Eniwe, ngomongin soal sahabat,
menurut kalian, apa sih sahabat itu? Yaaa, tiap orang tentu punya definisi
sendiri soal sahabat. Bagi gue, sahabat itu adalah …
Hfff sampai saat ini gue sendiri
belum punya definisi yang fix tentang sahabat. Di mata gue, sahabat adalah
sebuah kosakata yang absurd. Gue akan dengan gampang melabel seseorang sebagai
sahabat gue ketika gue udah confort sama dia. Dia mau dengerin ocehan super gak
jelas gue. Cerita-cerita gue. Kita ngakak bareng-bareng tapi gak tau apa yang
bikin kita ngakak. Bagi gue sahabat adalah mereka yang bisa nerima gue apa
adanya. Yang bebas ngomongin apa aja tanpa pernah menuntut jawaban dari apa
yang kita omongin. Idealnya sih begitu. Tapi … apa setiap orang yang yang gue
anggap sahabat punya definisi yang sama dengan definisi sementara gue tentang
sahabat? Entahlah …
Dalam hidup, gue dipertemukan dengan
banyak sahabat. Dengan mereka gue belajar banyak hal. Tentang arti
kesetiakawanan. Ya, meski terkadang sebuah persahabatan harus berujung pahit.

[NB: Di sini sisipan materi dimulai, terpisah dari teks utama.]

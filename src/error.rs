//! Error type for the render pipeline.

/// Errors produced while rendering or writing the output image.
#[derive(Debug, thiserror::Error)]
pub enum RenderError {
    /// A zero-length direction vector cannot be normalized.
    #[error("cannot normalize a zero-length ray direction")]
    InvalidDirection,

    /// The image is too small for the pixel-to-viewport mapping, which
    /// divides by (width - 1) and (height - 1).
    #[error("image resolution {width}x{height} is too small; need at least 2x2")]
    InvalidResolution {
        /// Requested image width in pixels.
        width: u32,
        /// Derived image height in pixels.
        height: u32,
    },

    /// The output image could not be encoded or written.
    #[error("failed to write output image: {0}")]
    Encode(#[from] image::ImageError),
}
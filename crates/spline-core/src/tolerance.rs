/// Tolerances used while evaluating splines.
#[derive(Debug, Clone, Copy, PartialEq, serde::Serialize, serde::Deserialize)]
pub struct Tolerance {
    /// Linear tolerance for length and distance comparisons (in model units)
    pub linear: f64,
    /// Below this `|x| + |y|` a direction is treated as parallel to the Z axis
    pub direction: f64,
}

impl Tolerance {
    pub const DEFAULT_LINEAR: f64 = 1e-7;
    pub const DEFAULT_DIRECTION: f64 = 1e-4;

    pub const fn new(linear: f64, direction: f64) -> Self {
        Self { linear, direction }
    }

    pub const fn default_precision() -> Self {
        Self {
            linear: Self::DEFAULT_LINEAR,
            direction: Self::DEFAULT_DIRECTION,
        }
    }

    /// Check if two values are equal within linear tolerance
    pub fn linear_eq(self, a: f64, b: f64) -> bool {
        (a - b).abs() < self.linear
    }

    /// Check if a value is zero within linear tolerance
    pub fn is_zero(self, v: f64) -> bool {
        v.abs() < self.linear
    }

    /// Whether a direction with these X/Y components is (nearly) vertical.
    pub fn is_vertical(self, x: f64, y: f64) -> bool {
        x.abs() + y.abs() < self.direction
    }
}

impl Default for Tolerance {
    fn default() -> Self {
        Self::default_precision()
    }
}
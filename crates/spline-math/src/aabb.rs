use crate::Point3;
use serde::{Deserialize, Serialize};

/// Axis-Aligned Bounding Box in 3D space.
#[derive(Debug, Clone, Copy, PartialEq, Serialize, Deserialize)]
pub struct Aabb3 {
    pub min: Point3,
    pub max: Point3,
}

impl Aabb3 {
    pub fn new(min: Point3, max: Point3) -> Self {
        Self { min, max }
    }

    /// A box containing only `p`.
    pub fn from_point(p: Point3) -> Self {
        Self { min: p, max: p }
    }

    pub fn from_points(points: &[Point3]) -> Option<Self> {
        let (&first, rest) = points.split_first()?;
        let mut aabb = Self::from_point(first);
        for &p in rest {
            aabb.include(p);
        }
        Some(aabb)
    }

    /// Grow the box so that it contains `p`.
    pub fn include(&mut self, p: Point3) {
        self.min = self.min.min(p);
        self.max = self.max.max(p);
    }

    /// Fold `points` into an optional running box.
    pub fn include_points(bounds: Option<Self>, points: &[Point3]) -> Option<Self> {
        match (bounds, Self::from_points(points)) {
            (Some(a), Some(b)) => Some(a.merge(&b)),
            (a, b) => a.or(b),
        }
    }

    pub fn contains_point(&self, p: Point3) -> bool {
        p.cmpge(self.min).all() && p.cmple(self.max).all()
    }

    pub fn merge(&self, other: &Self) -> Self {
        Self {
            min: self.min.min(other.min),
            max: self.max.max(other.max),
        }
    }
}
//! Non-uniform rational B-spline evaluation.

pub mod knot;

use std::any::Any;

use rayon::prelude::*;
use spline_attributes::sampler::mix_weighted;
use spline_attributes::{GArray, GSpan, WeightWindow};
use spline_core::{Result, SplineError};
use spline_math::{Point3, Vector3};
use tracing::{debug, trace};

pub use knot::{basis_functions, calculate_knots, find_span, knots_size, KnotsMode};

use crate::cache::EvalCache;
use crate::spline::{Spline, SplineCommon, SplinePtr, SplineType};

/// The control points influencing one evaluated point and their rational
/// weights (basis value times control weight). Blending is normalized by the
/// sum of the weights.
pub type BasisCache = WeightWindow;

pub const DEFAULT_ORDER: usize = 4;
pub const DEFAULT_RESOLUTION: usize = 12;

#[derive(Debug, Clone)]
pub struct NurbsSpline {
    common: SplineCommon,
    positions: Vec<Point3>,
    radii: Vec<f64>,
    tilts: Vec<f64>,
    weights: Vec<f64>,
    order: usize,
    resolution: usize,
    knots_mode: KnotsMode,
    knots: EvalCache<Vec<f64>>,
    basis_cache: EvalCache<Vec<BasisCache>>,
    evaluated_positions: EvalCache<Vec<Point3>>,
}

impl Default for NurbsSpline {
    fn default() -> Self {
        Self {
            common: SplineCommon::default(),
            positions: Vec::new(),
            radii: Vec::new(),
            tilts: Vec::new(),
            weights: Vec::new(),
            order: DEFAULT_ORDER,
            resolution: DEFAULT_RESOLUTION,
            knots_mode: KnotsMode::default(),
            knots: EvalCache::new(),
            basis_cache: EvalCache::new(),
            evaluated_positions: EvalCache::new(),
        }
    }
}

impl NurbsSpline {
    pub fn new() -> Self {
        Self::default()
    }

    pub fn add_point(&mut self, position: Point3, radius: f64, tilt: f64, weight: f64) {
        self.positions.push(position);
        self.radii.push(radius);
        self.tilts.push(tilt);
        self.weights.push(weight);
        let size = self.positions.len();
        self.common.attributes.reallocate(size);
        self.mark_cache_invalid();
    }

    pub fn order(&self) -> usize {
        self.order
    }

    pub fn set_order(&mut self, order: usize) -> Result<()> {
        if order < 2 {
            return Err(SplineError::InvalidArgument(format!(
                "NURBS order must be at least 2, got {order}"
            )));
        }
        self.order = order;
        self.mark_cache_invalid();
        Ok(())
    }

    pub fn resolution(&self) -> usize {
        self.resolution
    }

    pub fn set_resolution(&mut self, resolution: usize) -> Result<()> {
        if resolution == 0 {
            return Err(SplineError::InvalidArgument(
                "resolution must be at least 1".into(),
            ));
        }
        self.resolution = resolution;
        self.mark_cache_invalid();
        Ok(())
    }

    pub fn knots_mode(&self) -> KnotsMode {
        self.knots_mode
    }

    pub fn set_knots_mode(&mut self, mode: KnotsMode) {
        self.knots_mode = mode;
        self.mark_cache_invalid();
    }

    pub fn weights(&self) -> &[f64] {
        &self.weights
    }

    pub fn weights_mut(&mut self) -> &mut [f64] {
        self.mark_cache_invalid();
        &mut self.weights
    }

    /// A spline needs at least `order` points to define a single span.
    pub fn check_valid_size_and_order(&self) -> bool {
        self.size() >= self.order
    }

    pub fn knots_size(&self) -> usize {
        knots_size(self.size(), self.order, self.is_cyclic())
    }

    pub fn knots(&self) -> &[f64] {
        self.knots.get_or_compute(|| {
            calculate_knots(self.size(), self.order, self.knots_mode, self.is_cyclic())
        })
    }

    /// Basis weights for every evaluated point.
    pub fn basis_cache(&self) -> &[BasisCache] {
        self.basis_cache
            .get_or_compute(|| self.calculate_basis_cache())
    }

    fn calculate_basis_cache(&self) -> Vec<BasisCache> {
        let eval_size = self.evaluated_points_size();
        if eval_size == 0 {
            debug!(
                size = self.size(),
                order = self.order,
                "NURBS spline has fewer points than its order, evaluating to nothing"
            );
            return Vec::new();
        }
        trace!(size = self.size(), eval_size, "calculating NURBS basis cache");

        let size = self.size();
        let degree = self.order - 1;
        let cyclic = self.is_cyclic();
        let knots = self.knots();
        let wrapped_size = size + if cyclic { degree } else { 0 };

        let start = knots[degree];
        let end = knots[wrapped_size];
        let divisions = if cyclic { eval_size } else { eval_size - 1 };
        let step = (end - start) / divisions as f64;
        let weights = &self.weights;

        (0..eval_size)
            .into_par_iter()
            .map(|i| {
                let parameter = (start + step * i as f64).min(end);
                let span = find_span(degree, knots, wrapped_size - 1, parameter);
                let start_index = span - degree;
                let basis = basis_functions(degree, knots, span, parameter);
                BasisCache {
                    start_index,
                    weights: basis
                        .iter()
                        .enumerate()
                        .map(|(j, b)| b * weights[(start_index + j) % size])
                        .collect(),
                }
            })
            .collect()
    }
}

impl Spline for NurbsSpline {
    fn spline_type(&self) -> SplineType {
        SplineType::Nurbs
    }

    fn common(&self) -> &SplineCommon {
        &self.common
    }

    fn common_mut(&mut self) -> &mut SplineCommon {
        &mut self.common
    }

    fn size(&self) -> usize {
        self.positions.len()
    }

    fn resize(&mut self, size: usize) {
        self.positions.resize(size, Point3::ZERO);
        self.radii.resize(size, 1.0);
        self.tilts.resize(size, 0.0);
        self.weights.resize(size, 1.0);
        self.common.attributes.reallocate(size);
        self.mark_cache_invalid();
    }

    fn positions(&self) -> &[Point3] {
        &self.positions
    }

    fn positions_mut(&mut self) -> &mut [Point3] {
        self.evaluated_positions.invalidate();
        self.common.invalidate();
        &mut self.positions
    }

    fn radii(&self) -> &[f64] {
        &self.radii
    }

    fn radii_mut(&mut self) -> &mut [f64] {
        &mut self.radii
    }

    fn tilts(&self) -> &[f64] {
        &self.tilts
    }

    fn tilts_mut(&mut self) -> &mut [f64] {
        self.common.normals.invalidate();
        &mut self.tilts
    }

    fn mark_cache_invalid(&mut self) {
        self.knots.invalidate();
        self.basis_cache.invalidate();
        self.evaluated_positions.invalidate();
        self.common.invalidate();
    }

    fn evaluated_points_size(&self) -> usize {
        if !self.check_valid_size_and_order() {
            return 0;
        }
        let points = self.segments_size() * self.resolution;
        if self.is_cyclic() {
            points
        } else {
            points + 1
        }
    }

    fn evaluated_positions(&self) -> &[Point3] {
        self.evaluated_positions
            .get_or_compute(|| mix_weighted(&self.positions, self.basis_cache()))
    }

    fn interpolate_to_evaluated(&self, src: GSpan<'_>) -> GArray {
        debug_assert_eq!(src.len(), self.size());
        src.mix_weighted(self.basis_cache())
    }

    fn correct_end_tangents(&self, _tangents: &mut [Vector3]) {}

    fn copy(&self) -> SplinePtr {
        Box::new(self.clone())
    }

    fn copy_only_settings(&self) -> SplinePtr {
        Box::new(Self {
            common: self.common.copy_settings(),
            order: self.order,
            resolution: self.resolution,
            knots_mode: self.knots_mode,
            ..Self::default()
        })
    }

    fn as_any(&self) -> &dyn Any {
        self
    }

    fn as_any_mut(&mut self) -> &mut dyn Any {
        self
    }
}
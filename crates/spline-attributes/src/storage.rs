//! Named attribute arrays that share one domain size.

use std::collections::BTreeMap;

use serde::{Deserialize, Serialize};
use spline_core::{Result, SplineError};

use crate::array::{AttributeElement, AttributeType, GArray, GSpan};

/// A set of named [`GArray`]s, each with exactly `size()` elements.
#[derive(Debug, Clone, Default, PartialEq, Serialize, Deserialize)]
pub struct AttributeStorage {
    size: usize,
    attributes: BTreeMap<String, GArray>,
}

impl AttributeStorage {
    pub fn new(size: usize) -> Self {
        Self {
            size,
            attributes: BTreeMap::new(),
        }
    }

    pub fn size(&self) -> usize {
        self.size
    }

    pub fn len(&self) -> usize {
        self.attributes.len()
    }

    pub fn is_empty(&self) -> bool {
        self.attributes.is_empty()
    }

    /// Change the domain size, padding new elements with defaults.
    pub fn reallocate(&mut self, size: usize) {
        self.size = size;
        for array in self.attributes.values_mut() {
            array.resize(size);
        }
    }

    /// Add a default-initialized attribute. Returns false if the name is taken.
    pub fn create(&mut self, name: impl Into<String>, attribute_type: AttributeType) -> bool {
        let name = name.into();
        if self.attributes.contains_key(&name) {
            return false;
        }
        let array = GArray::new_default(attribute_type, self.size);
        self.attributes.insert(name, array);
        true
    }

    /// Insert or replace an attribute with existing data.
    pub fn insert(&mut self, name: impl Into<String>, array: GArray) -> Result<()> {
        let name = name.into();
        if array.len() != self.size {
            return Err(SplineError::AttributeSize {
                name,
                expected: self.size,
                actual: array.len(),
            });
        }
        self.attributes.insert(name, array);
        Ok(())
    }

    pub fn remove(&mut self, name: &str) -> bool {
        self.attributes.remove(name).is_some()
    }

    pub fn contains(&self, name: &str) -> bool {
        self.attributes.contains_key(name)
    }

    pub fn get(&self, name: &str) -> Option<GSpan<'_>> {
        self.attributes.get(name).map(GArray::as_span)
    }

    pub fn get_typed<T: AttributeElement>(&self, name: &str) -> Result<&[T]> {
        let array = self.attributes.get(name).ok_or_else(|| type_error(name))?;
        array.typed().ok_or_else(|| type_error(name))
    }

    pub fn get_typed_mut<T: AttributeElement>(&mut self, name: &str) -> Result<&mut [T]> {
        let array = self.attributes.get_mut(name).ok_or_else(|| type_error(name))?;
        array.typed_mut().ok_or_else(|| type_error(name))
    }

    pub fn names(&self) -> impl Iterator<Item = &str> {
        self.attributes.keys().map(String::as_str)
    }

    pub fn iter(&self) -> impl Iterator<Item = (&str, GSpan<'_>)> {
        self.attributes
            .iter()
            .map(|(name, array)| (name.as_str(), array.as_span()))
    }

    /// Keep only the elements whose entry in `keep` is true, in every attribute.
    pub fn retain_mask(&mut self, keep: &[bool]) {
        for array in self.attributes.values_mut() {
            array.retain_mask(keep);
        }
        self.size = keep.iter().filter(|&&kept| kept).count();
    }

    /// Check that every attribute has `size()` elements.
    pub fn validate(&self) -> Result<()> {
        self.validate_size(self.size)
    }

    /// Check that every attribute has `expected` elements.
    pub fn validate_size(&self, expected: usize) -> Result<()> {
        for (name, array) in &self.attributes {
            if array.len() != expected {
                return Err(SplineError::AttributeSize {
                    name: name.clone(),
                    expected,
                    actual: array.len(),
                });
            }
        }
        Ok(())
    }
}

fn type_error(name: &str) -> SplineError {
    SplineError::AttributeType {
        name: name.to_string(),
    }
}

#[cfg(test)]
mod tests {
    use super::*;

    #[test]
    fn test_create_and_reallocate() {
        let mut storage = AttributeStorage::new(2);
        assert!(storage.create("weight", AttributeType::Float));
        assert!(!storage.create("weight", AttributeType::Int32));
        storage.get_typed_mut::<f64>("weight").unwrap()[1] = 3.0;

        storage.reallocate(4);
        assert_eq!(storage.get_typed::<f64>("weight").unwrap(), &[0.0, 3.0, 0.0, 0.0]);
        storage.validate().unwrap();
    }

    #[test]
    fn test_insert_rejects_wrong_size() {
        let mut storage = AttributeStorage::new(3);
        let err = storage.insert("id", GArray::Int32(vec![1, 2])).unwrap_err();
        assert_eq!(
            err,
            SplineError::AttributeSize {
                name: "id".into(),
                expected: 3,
                actual: 2
            }
        );
    }

    #[test]
    fn test_typed_access_errors() {
        let mut storage = AttributeStorage::new(1);
        storage.create("flag", AttributeType::Bool);
        assert!(storage.get_typed::<f64>("flag").is_err());
        assert!(storage.get_typed::<bool>("missing").is_err());
        assert_eq!(storage.names().collect::<Vec<_>>(), vec!["flag"]);
    }

    #[test]
    fn test_retain_mask_shrinks_domain() {
        let mut storage = AttributeStorage::new(3);
        storage.insert("id", GArray::Int32(vec![1, 2, 3])).unwrap();
        storage.retain_mask(&[true, false, true]);
        assert_eq!(storage.size(), 2);
        assert_eq!(storage.get_typed::<i32>("id").unwrap(), &[1, 3]);
    }
}
impl BezierSpline {
    pub fn new() -> Self {
        Self::default()
    }

    #[allow(clippy::too_many_arguments)]
    pub fn add_point(
        &mut self,
        position: Point3,
        handle_type_left: HandleType,
        handle_position_left: Point3,
        handle_type_right: HandleType,
        handle_position_right: Point3,
        radius: f64,
        tilt: f64,
    ) {
        self.positions.push(position);
        self.handle_types_left.push(handle_type_left);
        self.handle_positions_left.push(handle_position_left);
        self.handle_types_right.push(handle_type_right);
        self.handle_positions_right.push(handle_position_right);
        self.radii.push(radius);
        self.tilts.push(tilt);
        let size = self.positions.len();
        self.common.attributes.reallocate(size);
        self.mark_cache_invalid();
    }

    pub fn resolution(&self) -> usize {
        self.resolution
    }

    pub fn set_resolution(&mut self, resolution: usize) -> Result<()> {
        if resolution == 0 {
            return Err(SplineError::InvalidArgument(
                "resolution must be at least 1".into(),
            ));
        }
        self.resolution = resolution;
        self.mark_cache_invalid();
        Ok(())
    }

    pub fn handle_types_left(&self) -> &[HandleType] {
        &self.handle_types_left
    }

    pub fn handle_types_left_mut(&mut self) -> &mut [HandleType] {
        self.bake_handles();
        self.mark_cache_invalid();
        &mut self.handle_types_left
    }

    pub fn handle_types_right(&self) -> &[HandleType] {
        &self.handle_types_right
    }

    pub fn handle_types_right_mut(&mut self) -> &mut [HandleType] {
        self.bake_handles();
        self.mark_cache_invalid();
        &mut self.handle_types_right
    }

    /// Left handle positions, with auto and vector handles resolved.
    pub fn handle_positions_left(&self) -> &[Point3] {
        &self.ensure_auto_handles().left
    }

    /// Right handle positions, with auto and vector handles resolved.
    pub fn handle_positions_right(&self) -> &[Point3] {
        &self.ensure_auto_handles().right
    }

    pub fn handle_positions_left_mut(&mut self) -> &mut [Point3] {
        self.bake_handles();
        self.mark_cache_invalid();
        &mut self.handle_positions_left
    }

    pub fn handle_positions_right_mut(&mut self) -> &mut [Point3] {
        self.bake_handles();
        self.mark_cache_invalid();
        &mut self.handle_positions_right
    }

    /// Resolve auto and vector handles from the current positions.
    pub fn ensure_auto_handles(&self) -> &HandlePositions {
        self.handles.get_or_compute(|| self.calculate_auto_handles())
    }

    /// Write the resolved handles back into the stored handle arrays.
    fn bake_handles(&mut self) {
        let HandlePositions { left, right } = self.ensure_auto_handles().clone();
        self.handle_positions_left = left;
        self.handle_positions_right = right;
    }

    fn calculate_auto_handles(&self) -> HandlePositions {
        let mut left = self.handle_positions_left.clone();
        let mut right = self.handle_positions_right.clone();
        let size = self.size();
        if size <= 1 {
            return HandlePositions { left, right };
        }

        let positions = &self.positions;
        let cyclic = self.is_cyclic();
        for i in 0..size {
            let type_left = self.handle_types_left[i];
            let type_right = self.handle_types_right[i];
            let derived = |t: HandleType| matches!(t, HandleType::Auto | HandleType::Vector);
            if !derived(type_left) && !derived(type_right) {
                continue;
            }

            let position = positions[i];
            // Non-cyclic ends mirror the single neighbour to get a virtual one.
            let prev = match (i, cyclic) {
                (0, true) => positions[size - 1],
                (0, false) => position * 2.0 - positions[1],
                _ => positions[i - 1],
            };
            let next = match (i == size - 1, cyclic) {
                (true, true) => positions[0],
                (true, false) => position * 2.0 - positions[size - 2],
                _ => positions[i + 1],
            };

            if type_left == HandleType::Auto || type_right == HandleType::Auto {
                let prev_diff = position - prev;
                let next_diff = next - position;
                let mut prev_len = prev_diff.length();
                let mut next_len = next_diff.length();
                if prev_len == 0.0 {
                    prev_len = 1.0;
                }
                if next_len == 0.0 {
                    next_len = 1.0;
                }
                let dir = next_diff / next_len + prev_diff / prev_len;
                let len = dir.length() * AUTO_HANDLE_FACTOR;
                if len != 0.0 {
                    if type_left == HandleType::Auto {
                        let prev_len_clamped = prev_len.min(next_len * 5.0);
                        left[i] = position + dir * -(prev_len_clamped / len);
                    }
                    if type_right == HandleType::Auto {
                        let next_len_clamped = next_len.min(prev_len * 5.0);
                        right[i] = position + dir * (next_len_clamped / len);
                    }
                }
            }

            if type_left == HandleType::Vector {
                left[i] = position.lerp(prev, 1.0 / 3.0);
            }
            if type_right == HandleType::Vector {
                right[i] = position.lerp(next, 1.0 / 3.0);
            }
        }
        HandlePositions { left, right }
    }

    /// Whether the segment starting at `index` is a straight line between two
    /// vector handles. The last point of a non-cyclic spline only contributes
    /// itself, so it counts as a vector segment.
    pub fn segment_is_vector(&self, index: usize) -> Result<bool> {
        SplineError::check_index(index, self.size())?;
        Ok(self.is_vector_segment(index))
    }

    fn is_vector_segment(&self, index: usize) -> bool {
        let size = self.size();
        if index == size - 1 {
            if !self.is_cyclic() {
                return true;
            }
            return self.handle_types_right[index] == HandleType::Vector
                && self.handle_types_left[0] == HandleType::Vector;
        }
        self.handle_types_right[index] == HandleType::Vector
            && self.handle_types_left[index + 1] == HandleType::Vector
    }

    /// Whether the curve has a corner at the point instead of a smooth
    /// tangent.
    pub fn point_is_sharp(&self, index: usize) -> Result<bool> {
        SplineError::check_index(index, self.size())?;
        let sharp = |t: HandleType| matches!(t, HandleType::Vector | HandleType::Free);
        Ok(sharp(self.handle_types_left[index]) || sharp(self.handle_types_right[index]))
    }

    /// The first evaluated point of every segment, plus the total count.
    pub fn control_point_offsets(&self) -> &[usize] {
        self.offsets.get_or_compute(|| {
            let size = self.size();
            if size == 1 {
                return vec![0, 1];
            }
            let mut offsets = Vec::with_capacity(size + 1);
            let mut offset = 0;
            for i in 0..size {
                offsets.push(offset);
                offset += if self.is_vector_segment(i) {
                    1
                } else {
                    self.resolution
                };
            }
            offsets.push(offset);
            offsets
        })
    }

    /// Evaluate the segment from `index` to `next_index` into `positions`,
    /// including the start point but not the end point.
    pub fn evaluate_segment(
        &self,
        index: usize,
        next_index: usize,
        positions: &mut [Point3],
    ) -> Result<()> {
        SplineError::check_index(index, self.size())?;
        SplineError::check_index(next_index, self.size())?;
        let handles = self.ensure_auto_handles();
        evaluate_cubic(
            self.positions[index],
            handles.right[index],
            handles.left[next_index],
            self.positions[next_index],
            positions,
        );
        Ok(())
    }

    /// The control point index factor of every evaluated point.
    pub fn evaluated_mappings(&self) -> &[f64] {
        self.mappings.get_or_compute(|| {
            let offsets = self.control_point_offsets();
            let mut mappings = Vec::with_capacity(offsets.last().copied().unwrap_or(0));
            for (i, pair) in offsets.windows(2).enumerate() {
                let len = pair[1] - pair[0];
                mappings.extend((0..len).map(|j| i as f64 + j as f64 / len as f64));
            }
            mappings
        })
    }

    /// Convert a control point index factor, as found in
    /// [`Self::evaluated_mappings`], into the surrounding control points.
    pub fn interpolation_data_from_index_factor(&self, index_factor: f64) -> InterpolationData {
        let lookup = LookupResult::from_index_factor(index_factor, self.size(), self.is_cyclic());
        InterpolationData {
            control_point_index: lookup.evaluated_index,
            next_control_point_index: lookup.next_evaluated_index,
            factor: lookup.factor,
        }
    }

    /// Find the positions and handles of a new point inserted at `parameter`
    /// on the segment between `index` and `next_index`, without changing the
    /// spline.
    pub fn calculate_segment_insertion(
        &self,
        index: usize,
        next_index: usize,
        parameter: f64,
    ) -> Result<InsertResult> {
        let size = self.size();
        SplineError::check_index(index, size)?;
        SplineError::check_index(next_index, size)?;
        if next_index != index + 1 && next_index != 0 {
            return Err(SplineError::InvalidArgument(format!(
                "points {index} and {next_index} do not form a segment"
            )));
        }
        if !(0.0..=1.0).contains(&parameter) {
            return Err(SplineError::InvalidArgument(format!(
                "segment parameter {parameter} is outside 0..=1"
            )));
        }

        let handles = self.ensure_auto_handles();
        let start = self.positions[index];
        let handle_start = handles.right[index];
        let handle_end = handles.left[next_index];
        let end = self.positions[next_index];

        let center = handle_start.lerp(handle_end, parameter);
        let handle_prev = start.lerp(handle_start, parameter);
        let handle_next = handle_end.lerp(end, parameter);
        let left_handle = handle_prev.lerp(center, parameter);
        let right_handle = center.lerp(handle_next, parameter);
        let position = left_handle.lerp(right_handle, parameter);
        Ok(InsertResult {
            handle_prev,
            left_handle,
            position,
            right_handle,
            handle_next,
        })
    }

    fn calculate_evaluated_positions(&self) -> Vec<Point3> {
        let size = self.size();
        let offsets = self.control_point_offsets();
        let eval_size = offsets.last().copied().unwrap_or(0);
        trace!(size, eval_size, "evaluating Bezier segments");
        let mut evaluated = vec![Point3::ZERO; eval_size];
        if size == 1 {
            evaluated[0] = self.positions[0];
            return evaluated;
        }

        let handles = self.ensure_auto_handles();
        let mut segments = Vec::with_capacity(size);
        let mut rest = evaluated.as_mut_slice();
        for (i, pair) in offsets.windows(2).enumerate() {
            let (segment, tail) = std::mem::take(&mut rest).split_at_mut(pair[1] - pair[0]);
            segments.push((i, segment));
            rest = tail;
        }

        let positions = &self.positions;
        let cyclic = self.is_cyclic();
        segments.into_par_iter().for_each(|(i, segment)| {
            if i == size - 1 && !cyclic {
                segment[0] = positions[i];
                return;
            }
            let next = if i == size - 1 { 0 } else { i + 1 };
            evaluate_cubic(
                positions[i],
                handles.right[i],
                handles.left[next],
                positions[next],
                segment,
            );
        });
        evaluated
    }
}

Gue yakin dan percaya, kalian pasti pernah berantem dengan orang yang udah
kalian anggap sahabat, atau bahkan sudah seperti saudara sendiri.
Well, mumpung malam ini insom gue
lagi kambuh, gue mau ngoceh panjang-lebar soal sahabat-sahabat gue yang
pernah marah dan ngejauhin gue gara-gara mulut gue yang kadang suka egois dan
gak bisa gue kontrol, juga sifat gue kayak Tarzan. Liar tapi tetap rindu
kehadiran sahabat.
Mushfi Ridho
Doc. 2010 @TMII |
Doi adalah sahabat juara 1 gue.
Sampai saat ini belum ada yang bisa menggantikan posisi dia. Doi adalah orang
paling sabar menghadapi laki-laki absurd kayak gue. Laki-laki yang selalu
menolak untuk menjadi dewasa. Gak tau ya, gue suka aja dengan sifat
kenakak-kanakan gue. Ngomong sesuka gue, ngebacot suka-suka gue. Ngakak sepuas
gue. Serba gue, deh.
Gue sahabatan sama makhluk ini udah 7
tahun. Berantem? Pasti! Gue dan Mushfi pernah gak saling sapa satu tahun penuh.
Gila! Emang sih, waktu itu kami masih sama-sama labil. Anak SMA, Cyyyn! Masih
sama-sama egois. Tapi sekarang, kalo gue sama Mushfi bro out, kita suka re-read
kejadian konyol itu. Dan itu bener-bener sebuah bahan obrolan yang gak ada
basinya untuk dibahas. Romantis! Hahaha.
Chevy Syawelly S
Ini makhluk paling gila yang gue
kenal. Dengan dia segala sesuatu bisa jadi lucu. Ayam kawin, kambing juling,
tukang ojek, bahkan sebuah hape butut aja bisa jadi objek penderitaan yang kami
tertawakan habis-habisan. Lucu? Gak juga. Yang penting tertawa.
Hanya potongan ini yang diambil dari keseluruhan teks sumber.